:: Your instructions ::
Locate the word "days" in the material, then show every line that holds it.

:: Exercise materials ::
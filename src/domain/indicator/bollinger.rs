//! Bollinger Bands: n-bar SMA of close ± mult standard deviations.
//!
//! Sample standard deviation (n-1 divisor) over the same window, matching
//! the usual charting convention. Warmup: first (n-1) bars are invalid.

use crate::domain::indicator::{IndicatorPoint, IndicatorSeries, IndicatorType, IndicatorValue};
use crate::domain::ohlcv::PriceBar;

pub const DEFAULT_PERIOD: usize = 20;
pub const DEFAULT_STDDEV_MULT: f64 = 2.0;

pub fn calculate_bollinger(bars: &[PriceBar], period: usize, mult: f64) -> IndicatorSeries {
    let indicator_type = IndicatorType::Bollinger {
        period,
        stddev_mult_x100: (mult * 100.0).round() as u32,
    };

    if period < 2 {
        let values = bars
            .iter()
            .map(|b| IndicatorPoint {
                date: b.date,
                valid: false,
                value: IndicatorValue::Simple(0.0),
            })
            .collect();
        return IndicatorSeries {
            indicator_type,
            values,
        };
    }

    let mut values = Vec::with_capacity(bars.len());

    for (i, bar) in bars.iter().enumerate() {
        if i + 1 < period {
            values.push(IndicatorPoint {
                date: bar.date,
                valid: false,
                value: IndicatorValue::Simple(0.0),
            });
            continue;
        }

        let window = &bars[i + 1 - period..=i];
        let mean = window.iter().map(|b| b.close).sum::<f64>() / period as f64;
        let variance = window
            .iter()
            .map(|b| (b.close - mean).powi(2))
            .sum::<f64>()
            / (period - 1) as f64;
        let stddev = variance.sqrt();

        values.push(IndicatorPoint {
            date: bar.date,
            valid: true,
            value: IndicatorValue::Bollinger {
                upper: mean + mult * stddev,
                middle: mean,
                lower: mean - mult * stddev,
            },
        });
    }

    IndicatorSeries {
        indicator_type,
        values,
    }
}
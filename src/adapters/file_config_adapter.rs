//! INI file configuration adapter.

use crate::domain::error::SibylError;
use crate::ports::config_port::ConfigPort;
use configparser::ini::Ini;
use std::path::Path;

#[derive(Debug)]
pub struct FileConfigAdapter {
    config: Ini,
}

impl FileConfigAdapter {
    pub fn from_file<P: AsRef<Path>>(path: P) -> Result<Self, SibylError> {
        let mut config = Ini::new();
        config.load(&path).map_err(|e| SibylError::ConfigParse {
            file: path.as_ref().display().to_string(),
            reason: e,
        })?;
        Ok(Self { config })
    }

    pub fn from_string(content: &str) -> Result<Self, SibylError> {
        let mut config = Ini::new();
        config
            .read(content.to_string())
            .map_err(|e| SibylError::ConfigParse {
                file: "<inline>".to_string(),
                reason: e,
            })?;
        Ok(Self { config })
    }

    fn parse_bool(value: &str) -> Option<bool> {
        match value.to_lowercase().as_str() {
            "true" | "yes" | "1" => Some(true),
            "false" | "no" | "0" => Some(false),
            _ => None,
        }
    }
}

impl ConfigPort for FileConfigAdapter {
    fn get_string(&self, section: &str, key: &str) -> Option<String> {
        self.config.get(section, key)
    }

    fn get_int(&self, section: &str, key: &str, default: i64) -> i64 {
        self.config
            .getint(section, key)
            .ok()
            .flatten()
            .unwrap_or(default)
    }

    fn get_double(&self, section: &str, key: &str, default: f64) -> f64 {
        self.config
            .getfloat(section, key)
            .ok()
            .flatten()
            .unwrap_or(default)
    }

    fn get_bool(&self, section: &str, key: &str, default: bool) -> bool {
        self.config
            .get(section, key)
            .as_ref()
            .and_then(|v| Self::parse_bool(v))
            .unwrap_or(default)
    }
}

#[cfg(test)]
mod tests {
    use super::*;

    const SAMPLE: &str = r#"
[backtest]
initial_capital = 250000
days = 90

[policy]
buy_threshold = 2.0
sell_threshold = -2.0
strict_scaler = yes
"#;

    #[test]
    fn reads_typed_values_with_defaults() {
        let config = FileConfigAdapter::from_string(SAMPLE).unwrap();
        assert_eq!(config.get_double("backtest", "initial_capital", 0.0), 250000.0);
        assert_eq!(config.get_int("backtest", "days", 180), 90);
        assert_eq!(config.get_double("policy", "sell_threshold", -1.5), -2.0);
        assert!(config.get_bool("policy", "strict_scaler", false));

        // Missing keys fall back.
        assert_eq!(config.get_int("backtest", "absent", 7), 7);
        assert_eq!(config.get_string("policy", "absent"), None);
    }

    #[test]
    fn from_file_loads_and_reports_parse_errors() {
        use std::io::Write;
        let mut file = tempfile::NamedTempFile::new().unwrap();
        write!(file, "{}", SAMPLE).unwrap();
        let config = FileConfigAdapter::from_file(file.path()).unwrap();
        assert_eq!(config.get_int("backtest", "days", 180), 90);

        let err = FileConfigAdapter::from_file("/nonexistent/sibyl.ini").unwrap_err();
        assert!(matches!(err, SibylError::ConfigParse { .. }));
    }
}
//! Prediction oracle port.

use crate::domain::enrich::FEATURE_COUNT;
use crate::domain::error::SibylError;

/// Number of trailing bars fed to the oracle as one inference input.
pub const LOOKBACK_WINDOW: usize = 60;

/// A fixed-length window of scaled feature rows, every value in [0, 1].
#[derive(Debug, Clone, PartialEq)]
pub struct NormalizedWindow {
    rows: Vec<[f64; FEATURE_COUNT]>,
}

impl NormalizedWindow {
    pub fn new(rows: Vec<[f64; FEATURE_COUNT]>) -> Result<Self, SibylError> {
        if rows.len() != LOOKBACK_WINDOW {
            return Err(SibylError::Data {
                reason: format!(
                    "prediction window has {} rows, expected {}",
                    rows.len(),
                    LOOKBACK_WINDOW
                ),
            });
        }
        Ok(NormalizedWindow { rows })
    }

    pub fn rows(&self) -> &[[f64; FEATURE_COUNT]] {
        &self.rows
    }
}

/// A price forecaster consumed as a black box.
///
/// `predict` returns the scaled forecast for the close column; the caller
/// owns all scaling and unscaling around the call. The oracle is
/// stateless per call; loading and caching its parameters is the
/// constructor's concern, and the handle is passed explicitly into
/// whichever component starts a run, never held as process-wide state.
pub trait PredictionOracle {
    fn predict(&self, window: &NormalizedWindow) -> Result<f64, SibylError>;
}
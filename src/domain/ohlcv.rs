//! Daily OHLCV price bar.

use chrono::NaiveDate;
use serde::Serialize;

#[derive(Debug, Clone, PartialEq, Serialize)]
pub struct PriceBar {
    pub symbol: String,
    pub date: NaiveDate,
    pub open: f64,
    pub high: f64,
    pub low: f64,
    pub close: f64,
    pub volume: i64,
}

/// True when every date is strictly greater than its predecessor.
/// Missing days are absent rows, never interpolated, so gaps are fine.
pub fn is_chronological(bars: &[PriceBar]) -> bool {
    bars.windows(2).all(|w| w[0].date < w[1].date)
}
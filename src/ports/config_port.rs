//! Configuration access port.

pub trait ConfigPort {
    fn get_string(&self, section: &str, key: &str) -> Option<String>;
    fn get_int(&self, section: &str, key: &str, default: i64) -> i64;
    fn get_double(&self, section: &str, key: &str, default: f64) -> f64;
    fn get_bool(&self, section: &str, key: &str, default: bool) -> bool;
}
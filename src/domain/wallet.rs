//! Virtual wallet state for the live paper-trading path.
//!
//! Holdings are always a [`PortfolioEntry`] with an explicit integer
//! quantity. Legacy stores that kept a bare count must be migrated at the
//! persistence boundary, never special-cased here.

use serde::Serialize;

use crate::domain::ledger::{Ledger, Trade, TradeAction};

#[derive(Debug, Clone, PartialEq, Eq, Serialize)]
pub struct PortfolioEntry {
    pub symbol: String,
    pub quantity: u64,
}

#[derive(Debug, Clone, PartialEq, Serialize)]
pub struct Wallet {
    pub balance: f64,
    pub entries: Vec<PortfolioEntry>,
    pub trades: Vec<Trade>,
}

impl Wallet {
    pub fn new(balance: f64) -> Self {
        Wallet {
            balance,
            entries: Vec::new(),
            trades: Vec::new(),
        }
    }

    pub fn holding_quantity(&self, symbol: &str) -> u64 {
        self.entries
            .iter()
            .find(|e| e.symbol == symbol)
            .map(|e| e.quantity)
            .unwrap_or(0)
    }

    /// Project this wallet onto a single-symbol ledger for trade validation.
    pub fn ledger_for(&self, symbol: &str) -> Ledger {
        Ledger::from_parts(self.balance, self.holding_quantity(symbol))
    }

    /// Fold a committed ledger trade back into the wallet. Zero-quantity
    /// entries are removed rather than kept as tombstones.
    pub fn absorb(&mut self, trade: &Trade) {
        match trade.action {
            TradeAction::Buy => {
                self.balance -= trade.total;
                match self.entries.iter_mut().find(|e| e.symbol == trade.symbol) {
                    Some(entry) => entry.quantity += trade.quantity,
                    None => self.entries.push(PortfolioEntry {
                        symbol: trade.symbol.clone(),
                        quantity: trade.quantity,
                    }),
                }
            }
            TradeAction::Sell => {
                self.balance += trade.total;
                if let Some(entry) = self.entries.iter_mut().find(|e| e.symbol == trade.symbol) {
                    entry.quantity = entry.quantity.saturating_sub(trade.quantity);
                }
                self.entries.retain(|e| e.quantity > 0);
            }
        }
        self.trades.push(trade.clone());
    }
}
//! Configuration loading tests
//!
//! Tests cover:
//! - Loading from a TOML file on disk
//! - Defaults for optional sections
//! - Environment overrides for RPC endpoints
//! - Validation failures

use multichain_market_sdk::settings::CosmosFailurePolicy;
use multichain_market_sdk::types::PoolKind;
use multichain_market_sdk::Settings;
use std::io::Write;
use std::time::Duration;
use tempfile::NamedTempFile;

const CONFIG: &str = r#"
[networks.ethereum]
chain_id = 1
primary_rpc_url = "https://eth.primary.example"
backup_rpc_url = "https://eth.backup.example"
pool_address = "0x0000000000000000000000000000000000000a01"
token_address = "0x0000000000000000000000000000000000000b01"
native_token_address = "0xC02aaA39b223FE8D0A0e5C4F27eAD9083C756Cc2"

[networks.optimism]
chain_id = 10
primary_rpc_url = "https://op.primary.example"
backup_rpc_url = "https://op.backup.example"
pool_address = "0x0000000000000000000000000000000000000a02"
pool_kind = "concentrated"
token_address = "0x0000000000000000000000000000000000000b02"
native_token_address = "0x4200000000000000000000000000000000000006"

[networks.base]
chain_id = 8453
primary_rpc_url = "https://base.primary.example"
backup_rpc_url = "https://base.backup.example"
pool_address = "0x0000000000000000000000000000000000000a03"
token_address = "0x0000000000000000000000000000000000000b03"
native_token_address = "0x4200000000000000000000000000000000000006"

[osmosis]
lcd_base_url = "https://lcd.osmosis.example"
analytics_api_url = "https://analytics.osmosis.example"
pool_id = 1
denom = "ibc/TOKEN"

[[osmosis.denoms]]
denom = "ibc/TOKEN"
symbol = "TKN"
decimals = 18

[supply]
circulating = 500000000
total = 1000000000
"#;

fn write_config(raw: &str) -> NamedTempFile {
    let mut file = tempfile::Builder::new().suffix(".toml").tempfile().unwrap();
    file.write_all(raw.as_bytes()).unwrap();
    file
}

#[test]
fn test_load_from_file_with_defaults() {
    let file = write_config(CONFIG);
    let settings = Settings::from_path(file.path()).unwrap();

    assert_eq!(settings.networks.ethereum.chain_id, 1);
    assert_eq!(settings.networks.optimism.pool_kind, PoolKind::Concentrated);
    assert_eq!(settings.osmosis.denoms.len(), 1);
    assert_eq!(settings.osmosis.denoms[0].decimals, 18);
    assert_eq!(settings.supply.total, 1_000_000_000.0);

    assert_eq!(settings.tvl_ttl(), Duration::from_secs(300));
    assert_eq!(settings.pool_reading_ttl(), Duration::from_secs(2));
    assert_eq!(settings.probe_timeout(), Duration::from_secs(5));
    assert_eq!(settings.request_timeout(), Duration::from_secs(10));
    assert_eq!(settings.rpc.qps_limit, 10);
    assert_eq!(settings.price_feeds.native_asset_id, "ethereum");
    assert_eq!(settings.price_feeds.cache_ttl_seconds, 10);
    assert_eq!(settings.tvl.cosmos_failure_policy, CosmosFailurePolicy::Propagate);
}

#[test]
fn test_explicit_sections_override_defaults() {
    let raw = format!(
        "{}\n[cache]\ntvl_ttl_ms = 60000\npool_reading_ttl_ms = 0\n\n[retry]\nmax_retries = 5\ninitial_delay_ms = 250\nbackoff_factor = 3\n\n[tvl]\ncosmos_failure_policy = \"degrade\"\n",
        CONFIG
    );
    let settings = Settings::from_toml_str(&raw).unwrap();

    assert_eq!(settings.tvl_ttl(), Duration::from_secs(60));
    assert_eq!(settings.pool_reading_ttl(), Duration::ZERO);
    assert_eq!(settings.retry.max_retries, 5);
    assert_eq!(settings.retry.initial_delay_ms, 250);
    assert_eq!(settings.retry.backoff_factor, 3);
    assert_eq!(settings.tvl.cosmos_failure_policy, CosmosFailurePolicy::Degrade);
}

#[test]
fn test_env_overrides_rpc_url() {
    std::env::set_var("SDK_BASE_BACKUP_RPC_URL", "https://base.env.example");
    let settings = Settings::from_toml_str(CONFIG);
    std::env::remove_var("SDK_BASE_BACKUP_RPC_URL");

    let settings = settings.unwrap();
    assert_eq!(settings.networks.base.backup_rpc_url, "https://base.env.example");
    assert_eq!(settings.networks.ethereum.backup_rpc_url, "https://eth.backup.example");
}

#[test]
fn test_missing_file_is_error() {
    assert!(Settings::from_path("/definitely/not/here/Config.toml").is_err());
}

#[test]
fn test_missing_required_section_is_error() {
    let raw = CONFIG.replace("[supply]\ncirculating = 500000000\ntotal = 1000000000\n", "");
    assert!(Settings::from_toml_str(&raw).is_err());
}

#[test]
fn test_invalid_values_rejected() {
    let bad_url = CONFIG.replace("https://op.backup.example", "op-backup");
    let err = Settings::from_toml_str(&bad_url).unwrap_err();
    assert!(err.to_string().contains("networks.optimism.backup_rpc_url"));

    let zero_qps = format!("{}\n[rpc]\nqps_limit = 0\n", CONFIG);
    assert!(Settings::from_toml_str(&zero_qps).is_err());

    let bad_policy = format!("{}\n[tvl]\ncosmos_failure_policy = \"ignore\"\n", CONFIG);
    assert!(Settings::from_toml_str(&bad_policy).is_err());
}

:: Solution for this problem ::
days = 90
        assert_eq!(config.get_int("backtest", "days", 180), 90);
        assert_eq!(config.get_int("backtest", "days", 180), 90);
/// Missing days are absent rows, never interpolated, so gaps are fine.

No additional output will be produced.